Kate lies with Grace for a while later that night, stroking fingers through her daughter's hair, gazing out the window into the snow dusted city, the glittering night sky scattered with the stars in the distance. Castle had kissed her goodnight not long after Alexis had disappeared into her room, not long after they had murmured soft confessions at the bottom of the stairs, whispering a final "Merry Christmas" against her lips.

Today was the best Christmas she and her daughter have experienced in years, potentially their best Christmas _ever_ , and there's nothing more she could ask for, nothing she could want, but the sensation rioting through her chest fails to cease, beating like fists against the cage of her ribs, wanting out.

She should sleep, but she can't, not yet, the restlessness too strong, so she dusts a kiss to Grace's forehead and slips from the guest bed, adjusts the blankets over Grace to ensure she stays warm and comfortable before she goes.

Kate tiptoes down the stairs, not expecting anyone in the household to be awake after everyone had retired to their rooms before ten, exhausted by the day, and it was now nearing midnight.

But she's still drawn to the moonlit space of his office, the gentle glow of golden light spilling from the open door of his bedroom.

She isn't the only one awake after all.

"Reading your own book, Castle?"

His eyes fly up from the page to see her in the doorway, the smile spreading across his lips, no teasing or amusement, just happy to see her and overjoyed by her present, apparently.

"Hey, you're still awake.
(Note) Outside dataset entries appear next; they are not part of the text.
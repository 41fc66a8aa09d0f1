use std::collections::BTreeSet;
use std::path::Path;

use anyhow::{Context, Result};

use crate::ads::AdSettings;
use crate::color::ColorMap;
use crate::config::Config;
use crate::data::autocomplete::{filter_models, resolve_models};
use crate::data::category::{CategoryKey, TYPE_LABELS};
use crate::data::filter::{filtered_indices, in_category};
use crate::data::model::{Facet, Filter, Listing, ListingCollection};
use crate::data::taxonomy::{EditError, Taxonomy};

// ---------------------------------------------------------------------------
// Taxonomy administration form
// ---------------------------------------------------------------------------

/// Inputs of the taxonomy administration window.
#[derive(Debug, Clone)]
pub struct TaxonomyForm {
    pub open: bool,
    pub category: CategoryKey,
    pub make: String,
    pub model: String,
    /// Replacement name for rename actions.
    pub new_name: String,
    /// One entry per line for bulk imports.
    pub bulk: String,
}

impl Default for TaxonomyForm {
    fn default() -> Self {
        Self {
            open: false,
            category: CategoryKey::Cars,
            make: String::new(),
            model: String::new(),
            new_name: String::new(),
            bulk: String::new(),
        }
    }
}

// ---------------------------------------------------------------------------
// Application state
// ---------------------------------------------------------------------------

/// The full UI state, independent of rendering.
pub struct AppState {
    pub config: Config,

    /// Current taxonomy snapshot. Imports replace it wholesale.
    pub taxonomy: Taxonomy,

    /// Loaded listings (None until a file is opened).
    pub collection: Option<ListingCollection>,

    /// Filter being edited in the side panel.
    pub draft: Filter,

    /// Filter behind `visible_indices`; updated on "Search".
    pub applied: Filter,

    /// Category page the browser is scoped to, if any.
    pub scope: Option<CategoryKey>,

    /// Model names valid for the draft's category/make selection.
    pub candidates: Vec<String>,

    /// Autocomplete suggestions for the draft's model text.
    pub suggestions: Vec<String>,

    /// Indices of listings passing the applied filter (cached).
    pub visible_indices: Vec<usize>,

    /// Listing shown in the detail panel.
    pub selected: Option<usize>,

    /// Facet used for colouring the scatter plot.
    pub color_facet: Facet,
    pub color_map: Option<ColorMap>,

    pub ads: AdSettings,

    pub taxonomy_form: TaxonomyForm,

    /// Status / error message shown in the UI.
    pub status_message: Option<String>,
}

impl AppState {
    pub fn new(config: Config, taxonomy: Taxonomy, ads: AdSettings) -> Self {
        let mut state = Self {
            config,
            taxonomy,
            collection: None,
            draft: Filter::default(),
            applied: Filter::default(),
            scope: None,
            candidates: Vec::new(),
            suggestions: Vec::new(),
            visible_indices: Vec::new(),
            selected: None,
            color_facet: Facet::Make,
            color_map: None,
            ads,
            taxonomy_form: TaxonomyForm::default(),
            status_message: None,
        };
        state.refresh_candidates();
        state
    }

    /// Ingest a newly loaded listing collection and show everything that
    /// passes the current filter.
    pub fn set_collection(&mut self, collection: ListingCollection) {
        self.collection = Some(collection);
        self.selected = None;
        self.rebuild_color_map();
        self.refilter();
        self.status_message = None;
    }

    /// Load a listing file, reporting failures through `status_message`.
    pub fn open_listings(&mut self, path: &Path) {
        match crate::data::loader::load_file(path) {
            Ok(collection) => {
                log::info!(
                    "Loaded {} listings from {}",
                    collection.len(),
                    path.display()
                );
                self.set_collection(collection);
            }
            Err(e) => {
                log::error!("Failed to load file: {e:#}");
                self.status_message = Some(format!("Error: {e:#}"));
            }
        }
    }

    // -- Category / make / model selection --

    /// Category constraint for model resolution: the page scope, else the
    /// draft's type, which may be a form label or a stored category key.
    pub fn category_constraint(&self) -> Option<CategoryKey> {
        self.scope
            .or_else(|| CategoryKey::from_listing_type(&self.draft.listing_type))
    }

    /// Re-resolve candidate models and drop a model value that is no longer
    /// among them.
    fn refresh_candidates(&mut self) {
        self.candidates = resolve_models(
            &self.taxonomy,
            self.category_constraint(),
            Some(self.draft.make.as_str()),
        );
        if !self.draft.model.is_empty() && !self.candidates.contains(&self.draft.model) {
            self.draft.model.clear();
        }
        self.update_suggestions();
    }

    fn update_suggestions(&mut self) {
        self.suggestions = filter_models(
            &self.candidates,
            &self.draft.model,
            self.config.min_chars,
            self.config.suggestion_limit,
        );
    }

    pub fn set_scope(&mut self, scope: Option<CategoryKey>) {
        if self.scope == scope {
            return;
        }
        self.scope = scope;
        self.draft.listing_type.clear();
        self.applied.listing_type.clear();
        self.refresh_candidates();
        self.refilter();
    }

    pub fn set_make(&mut self, make: &str) {
        if self.draft.make != make {
            self.draft.make = make.to_string();
            self.refresh_candidates();
        }
    }

    pub fn set_type(&mut self, label: &str) {
        if self.draft.listing_type != label {
            self.draft.listing_type = label.to_string();
            self.refresh_candidates();
        }
    }

    /// The model text box changed.
    pub fn set_model_query(&mut self, query: &str) {
        self.draft.model = query.to_string();
        self.update_suggestions();
    }

    /// A suggestion was picked: fill the box and close the list.
    pub fn pick_suggestion(&mut self, model: &str) {
        self.draft.model = model.to_string();
        self.suggestions.clear();
    }

    /// Types offered by the type selector: the form labels, then any other
    /// type stored on loaded listings (e.g. category keys).
    pub fn type_options(&self) -> Vec<String> {
        let mut options: Vec<String> = TYPE_LABELS.iter().map(|l| l.to_string()).collect();
        if let Some(collection) = &self.collection {
            for value in collection.values(Facet::Type) {
                if !TYPE_LABELS.contains(&value) {
                    options.push(value.to_string());
                }
            }
        }
        options
    }

    /// Makes offered by the make selector for the current category.
    pub fn make_options(&self) -> Vec<String> {
        let mut makes: BTreeSet<String> = match self.category_constraint() {
            Some(category) => self.taxonomy.makes(category).into_iter().map(str::to_string).collect(),
            None => self.taxonomy.all_makes().into_iter().map(str::to_string).collect(),
        };
        if let Some(collection) = &self.collection {
            match self.category_constraint() {
                Some(key) => makes.extend(
                    collection
                        .listings
                        .iter()
                        .filter(|l| in_category(l, key))
                        .map(|l| l.make.clone()),
                ),
                None => makes.extend(collection.values(Facet::Make).map(str::to_string)),
            }
        }
        makes.into_iter().collect()
    }

    // -- Filtering --

    /// Apply the draft filter ("Search").
    pub fn search(&mut self) {
        self.applied = self.draft.clone();
        self.suggestions.clear();
        self.refilter();
    }

    /// Clear every constraint.
    pub fn reset_filters(&mut self) {
        self.draft = Filter::default();
        self.applied = Filter::default();
        self.refresh_candidates();
        self.refilter();
    }

    /// Recompute `visible_indices` after a filter or scope change.
    pub fn refilter(&mut self) {
        if let Some(collection) = &self.collection {
            self.visible_indices = filtered_indices(collection, &self.applied, self.scope);
            log::debug!(
                "{} of {} listings visible",
                self.visible_indices.len(),
                collection.len()
            );
        }
        if let Some(sel) = self.selected {
            if !self.visible_indices.contains(&sel) {
                self.selected = None;
            }
        }
    }

    pub fn visible_listings(&self) -> impl Iterator<Item = (usize, &Listing)> + '_ {
        let listings = self
            .collection
            .as_ref()
            .map(|c| c.listings.as_slice())
            .unwrap_or(&[]);
        self.visible_indices
            .iter()
            .filter_map(move |&i| listings.get(i).map(|l| (i, l)))
    }

    pub fn selected_listing(&self) -> Option<&Listing> {
        let idx = self.selected?;
        self.collection.as_ref()?.listings.get(idx)
    }

    // -- Colouring --

    pub fn set_color_facet(&mut self, facet: Facet) {
        self.color_facet = facet;
        self.rebuild_color_map();
    }

    fn rebuild_color_map(&mut self) {
        self.color_map = self.collection.as_ref().and_then(|c| {
            c.unique_values
                .get(&self.color_facet)
                .map(|vals| ColorMap::new(self.color_facet, vals))
        });
    }

    // -- Taxonomy administration --

    /// Swap in an edited snapshot, or report why the edit was rejected.
    fn commit_edit(&mut self, edit: Result<Taxonomy, EditError>, done: String) -> bool {
        match edit {
            Ok(next) => {
                log::info!("{done}");
                self.taxonomy = next;
                self.status_message = Some(done);
                self.refresh_candidates();
                true
            }
            Err(e) => {
                log::warn!("Taxonomy edit rejected: {e}");
                self.status_message = Some(format!("Error: {e}"));
                false
            }
        }
    }

    /// Bulk-import the models typed into the form, one per line.
    pub fn import_models(&mut self) -> usize {
        let form = &self.taxonomy_form;
        let (next, added) = self
            .taxonomy
            .with_imported_models(form.category, &form.make, &form.bulk);
        self.status_message = Some(format!(
            "Imported {added} models into {}/{}",
            form.category,
            form.make.trim()
        ));
        if added > 0 {
            self.taxonomy = next;
            self.taxonomy_form.bulk.clear();
            self.refresh_candidates();
        }
        added
    }

    /// Bulk-import the makes typed into the form, one per line.
    pub fn import_makes(&mut self) -> usize {
        let form = &self.taxonomy_form;
        let (next, added) = self.taxonomy.with_imported_makes(form.category, &form.bulk);
        self.status_message = Some(format!("Imported {added} makes into {}", form.category));
        if added > 0 {
            self.taxonomy = next;
            self.taxonomy_form.bulk.clear();
        }
        added
    }

    pub fn add_make(&mut self) -> bool {
        let form = &self.taxonomy_form;
        let edit = self.taxonomy.with_make_added(form.category, &form.make);
        let done = format!("Added make {}/{}", form.category, form.make.trim());
        self.commit_edit(edit, done)
    }

    pub fn rename_make(&mut self) -> bool {
        let form = &self.taxonomy_form;
        let edit = self
            .taxonomy
            .with_make_renamed(form.category, &form.make, &form.new_name);
        let done = format!("Renamed make {} to {}", form.make, form.new_name.trim());
        let renamed = self.commit_edit(edit, done);
        if renamed {
            let form = &mut self.taxonomy_form;
            form.make = std::mem::take(&mut form.new_name).trim().to_string();
        }
        renamed
    }

    pub fn delete_make(&mut self) -> bool {
        let form = &self.taxonomy_form;
        let edit = self.taxonomy.without_make(form.category, &form.make);
        let done = format!("Deleted make {}/{}", form.category, form.make);
        let deleted = self.commit_edit(edit, done);
        if deleted {
            self.taxonomy_form.make.clear();
            self.taxonomy_form.model.clear();
        }
        deleted
    }

    pub fn add_model(&mut self) -> bool {
        let form = &self.taxonomy_form;
        let edit = self
            .taxonomy
            .with_model_added(form.category, &form.make, &form.model);
        let done = format!("Added model {} {}", form.make.trim(), form.model.trim());
        self.commit_edit(edit, done)
    }

    pub fn rename_model(&mut self) -> bool {
        let form = &self.taxonomy_form;
        let edit = self.taxonomy.with_model_renamed(
            form.category,
            &form.make,
            &form.model,
            &form.new_name,
        );
        let done = format!("Renamed model {} to {}", form.model, form.new_name.trim());
        let renamed = self.commit_edit(edit, done);
        if renamed {
            let form = &mut self.taxonomy_form;
            form.model = std::mem::take(&mut form.new_name).trim().to_string();
        }
        renamed
    }

    pub fn delete_model(&mut self) -> bool {
        let form = &self.taxonomy_form;
        let edit = self
            .taxonomy
            .without_model(form.category, &form.make, &form.model);
        let done = format!("Deleted model {} {}", form.make, form.model);
        let deleted = self.commit_edit(edit, done);
        if deleted {
            self.taxonomy_form.model.clear();
        }
        deleted
    }

    pub fn export_taxonomy(&self, path: &Path) -> Result<()> {
        let json = self.taxonomy.to_json_pretty()?;
        std::fs::write(path, json)
            .with_context(|| format!("writing taxonomy {}", path.display()))?;
        log::info!("Exported taxonomy to {}", path.display());
        Ok(())
    }
}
But no, reading the comments you wrote in my book," he quips, nodding to the page. "Had you done this recently or back when you first read it?"
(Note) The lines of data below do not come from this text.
#[cfg(test)]
mod tests {
    use super::*;

    #[test]
    fn test_builtin_catalog_is_well_formed() {
        let taxonomy = Taxonomy::builtin().expect("built-in taxonomy");
        assert_eq!(taxonomy.categories().count(), CategoryKey::ALL.len());
        assert!(taxonomy.models(CategoryKey::Cars, "Toyota").contains(&"Corolla".to_string()));
        assert!(taxonomy.model_count() > 1000);
        for list in taxonomy.all_lists() {
            assert!(list.iter().all(|m| !m.is_empty()));
        }
    }

    #[test]
    fn test_categories_enumerate_in_catalog_order() {
        let taxonomy = Taxonomy::from_json(r#"{"Vans": {}, "Cars": {}, "Pickups": {}}"#).unwrap();
        let keys: Vec<_> = taxonomy.categories().collect();
        assert_eq!(keys, vec![CategoryKey::Cars, CategoryKey::Vans, CategoryKey::Pickups]);
    }

    #[test]
    fn test_make_without_models_is_empty_list() {
        let taxonomy = Taxonomy::from_json(r#"{"Cars": {"Xiali": []}}"#).unwrap();
        assert!(taxonomy.models(CategoryKey::Cars, "Xiali").is_empty());
        assert!(taxonomy.models(CategoryKey::Cars, "Nobody").is_empty());
        assert!(taxonomy.models(CategoryKey::Vans, "Xiali").is_empty());
        assert_eq!(taxonomy.makes(CategoryKey::Cars), vec!["Xiali"]);
    }

    #[test]
    fn test_malformed_documents_are_rejected() {
        assert!(matches!(Taxonomy::from_json("[]"), Err(TaxonomyError::RootNotObject)));
        assert!(matches!(
            Taxonomy::from_json(r#"{"Cars": ["Toyota"]}"#),
            Err(TaxonomyError::CategoryNotObject(c)) if c == "Cars"
        ));
        assert!(matches!(
            Taxonomy::from_json(r#"{"Cars": {"Toyota": "Corolla"}}"#),
            Err(TaxonomyError::ModelsNotArray { .. })
        ));
        assert!(matches!(
            Taxonomy::from_json(r#"{"Cars": {"Toyota": ["Corolla", ""]}}"#),
            Err(TaxonomyError::InvalidModel { index: 1, .. })
        ));
        assert!(matches!(
            Taxonomy::from_json(r#"{"Cars": {"Toyota": [42]}}"#),
            Err(TaxonomyError::InvalidModel { index: 0, .. })
        ));
        assert!(matches!(
            Taxonomy::from_json(r#"{"Boats": {}}"#),
            Err(TaxonomyError::UnknownCategory(c)) if c == "Boats"
        ));
        assert!(matches!(Taxonomy::from_json("{"), Err(TaxonomyError::Json(_))));
    }

    #[test]
    fn test_bulk_import_returns_new_snapshot() {
        let original = Taxonomy::from_json(r#"{"Cars": {"Toyota": ["Corolla"]}}"#).unwrap();
        let (next, added) = original.with_imported_models(
            CategoryKey::Cars,
            " Toyota ",
            "Camry\n\n  Corolla \nYaris\r\nCamry\n",
        );

        assert_eq!(added, 2);
        assert_eq!(next.models(CategoryKey::Cars, "Toyota"), ["Corolla", "Camry", "Yaris"]);
        assert_eq!(original.models(CategoryKey::Cars, "Toyota"), ["Corolla"]);
    }

    #[test]
    fn test_bulk_import_creates_missing_branches() {
        let original = Taxonomy::default();
        let (next, added) = original.with_imported_models(CategoryKey::Taxis, "LEVC", "TX\nTX4");
        assert_eq!(added, 2);
        assert_eq!(next.makes(CategoryKey::Taxis), vec!["LEVC"]);

        let (unchanged, none) = next.with_imported_models(CategoryKey::Taxis, "  ", "TX5");
        assert_eq!(none, 0);
        assert_eq!(unchanged, next);
    }

    #[test]
    fn test_bulk_import_of_blank_lines_changes_nothing() {
        let original = Taxonomy::from_json(r#"{"Cars": {"Toyota": ["Corolla"]}}"#).unwrap();
        let (next, added) = original.with_imported_models(CategoryKey::Vans, "Nissan", "\n  \n");
        assert_eq!(added, 0);
        assert_eq!(next, original);
        assert!(next.makes(CategoryKey::Vans).is_empty());

        let (next, added) = original.with_imported_models(CategoryKey::Cars, "Toyota", "Corolla\n");
        assert_eq!(added, 0);
        assert_eq!(next, original);
    }

    #[test]
    fn test_bulk_import_skips_repeated_lines() {
        let (next, added) = Taxonomy::default().with_imported_models(CategoryKey::Cars, "Suzuki", "Alto\nAlto\nWagon R");
        assert_eq!(added, 2);
        assert_eq!(next.models(CategoryKey::Cars, "Suzuki"), ["Alto", "Wagon R"]);
    }

    #[test]
    fn test_bulk_import_makes() {
        let original = Taxonomy::from_json(r#"{"Vans": {"Toyota": ["HiAce"]}}"#).unwrap();
        let (next, added) = original.with_imported_makes(CategoryKey::Vans, "Nissan\n Toyota \n\nMazda");
        assert_eq!(added, 2);
        assert_eq!(next.makes(CategoryKey::Vans), vec!["Mazda", "Nissan", "Toyota"]);
        assert_eq!(next.models(CategoryKey::Vans, "Toyota"), ["HiAce"]);

        let (same, none) = original.with_imported_makes(CategoryKey::Vans, "Toyota\n");
        assert_eq!(none, 0);
        assert_eq!(same, original);
    }

    #[test]
    fn test_make_edits() {
        let original = Taxonomy::from_json(r#"{"Cars": {"Toyota": ["Corolla"], "Honda": ["Civic"]}}"#).unwrap();

        let added = original.with_make_added(CategoryKey::Cars, " Mazda ").unwrap();
        assert_eq!(added.makes(CategoryKey::Cars), vec!["Honda", "Mazda", "Toyota"]);
        assert_eq!(
            original.with_make_added(CategoryKey::Cars, "Honda"),
            Err(EditError::MakeExists("Honda".to_string()))
        );
        assert_eq!(original.with_make_added(CategoryKey::Cars, " "), Err(EditError::EmptyName));

        let renamed = original.with_make_renamed(CategoryKey::Cars, "Toyota", "TOYOTA").unwrap();
        assert_eq!(renamed.models(CategoryKey::Cars, "TOYOTA"), ["Corolla"]);
        assert!(renamed.models(CategoryKey::Cars, "Toyota").is_empty());
        assert_eq!(
            original.with_make_renamed(CategoryKey::Cars, "Toyota", ""),
            Err(EditError::EmptyName)
        );
        assert_eq!(
            original.with_make_renamed(CategoryKey::Cars, "Toyota", "Honda"),
            Err(EditError::MakeExists("Honda".to_string()))
        );
        assert_eq!(
            original.with_make_renamed(CategoryKey::Vans, "Toyota", "Lexus"),
            Err(EditError::MakeNotFound("Toyota".to_string()))
        );

        let removed = original.without_make(CategoryKey::Cars, "Honda").unwrap();
        assert_eq!(removed.makes(CategoryKey::Cars), vec!["Toyota"]);
        assert!(original.without_make(CategoryKey::Cars, "Lada").is_err());
        assert_eq!(original.makes(CategoryKey::Cars), vec!["Honda", "Toyota"]);
    }

    #[test]
    fn test_model_edits() {
        let original = Taxonomy::from_json(r#"{"Cars": {"Toyota": ["Corolla", "Camry", "Aqua"]}}"#).unwrap();

        let added = original.with_model_added(CategoryKey::Cars, "Toyota", " Yaris ").unwrap();
        assert_eq!(added.models(CategoryKey::Cars, "Toyota"), ["Corolla", "Camry", "Aqua", "Yaris"]);
        let new_make = original.with_model_added(CategoryKey::Taxis, "LEVC", "TX").unwrap();
        assert_eq!(new_make.models(CategoryKey::Taxis, "LEVC"), ["TX"]);
        assert_eq!(
            original.with_model_added(CategoryKey::Cars, "Toyota", "Camry"),
            Err(EditError::ModelExists("Camry".to_string()))
        );

        let renamed = original
            .with_model_renamed(CategoryKey::Cars, "Toyota", "Camry", "Camry Hybrid")
            .unwrap();
        assert_eq!(renamed.models(CategoryKey::Cars, "Toyota"), ["Corolla", "Camry Hybrid", "Aqua"]);
        assert_eq!(
            original.with_model_renamed(CategoryKey::Cars, "Toyota", "Camry", "  "),
            Err(EditError::EmptyName)
        );
        assert_eq!(
            original.with_model_renamed(CategoryKey::Cars, "Toyota", "Camry", "Aqua"),
            Err(EditError::ModelExists("Aqua".to_string()))
        );
        assert_eq!(
            original.with_model_renamed(CategoryKey::Cars, "Toyota", "Supra", "GR Supra"),
            Err(EditError::ModelNotFound("Supra".to_string()))
        );

        let removed = original.without_model(CategoryKey::Cars, "Toyota", "Corolla").unwrap();
        assert_eq!(removed.models(CategoryKey::Cars, "Toyota"), ["Camry", "Aqua"]);
        assert!(original.without_model(CategoryKey::Cars, "Toyota", "Supra").is_err());
        assert!(original.without_model(CategoryKey::Cars, "Honda", "Civic").is_err());
        assert_eq!(original.models(CategoryKey::Cars, "Toyota").len(), 3);
    }

    #[test]
    fn test_export_reloads_to_same_snapshot() {
        let taxonomy = Taxonomy::from_json(
            r#"{"Cars": {"Toyota": ["Corolla", "Camry"], "Honda": ["Civic"]}, "Three Wheel": {"Bajaj": ["RE"]}}"#,
        )
        .unwrap();
        let exported = taxonomy.to_json_pretty().unwrap();
        assert!(exported.contains("\"Three Wheel\""));
        assert_eq!(Taxonomy::from_json(&exported).unwrap(), taxonomy);
    }

    #[test]
    fn test_load_reports_path_on_failure() {
        let dir = tempfile::tempdir().unwrap();
        let path = dir.path().join("taxonomy.json");
        std::fs::write(&path, r#"{"Cars": 3}"#).unwrap();
        let err = Taxonomy::load(&path).unwrap_err();
        assert!(format!("{err:#}").contains("taxonomy.json"));
    }
}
"A mix of both," Kate reveals, strolling around to the empty side of his bed and crawling onto the free space next to him, peering over his shoulder to check the page number. "I was just randomly jotting down thoughts the first time. When I decided to share this with you, I read through it again, did the same thing."

"You're clever," he murmurs, tapping his thumb to the scribble of her pencil on the page.

 _How does wind gather up hair, Castle? Explain to me._

"Intelligent too. I should fire my actual editor and hire you."

Kate shakes her head. "Nah, that would take the fun out of it. I really enjoyed going through it this time, wrote down the things I would ask or say if you'd been sitting right beside me while I read."

"The perks of being intimately acquainted with your favorite author."

"Who said anything about favorites?" she muses, smirking at his scowl of indignation, kissing the corner of his disgruntled mouth to feel it twitch beneath her lips.

"You want this?"

Kate pauses, her breath stuttering in her chest, her heart in her throat blocking the airway.

"Oh, Kate." His ear turn an adorable shade of pink. "I – I mean the book. Did you want the book back?" he inquires with a nervous laugh. "I mean, I love this, but I know it was your mom's and-"

"No, I want you to keep it." Kate explains, curling her knees into the side of his thigh, swallowing hard to dispel the mortification, the stubborn heat curling in her stomach. "Keep it for me."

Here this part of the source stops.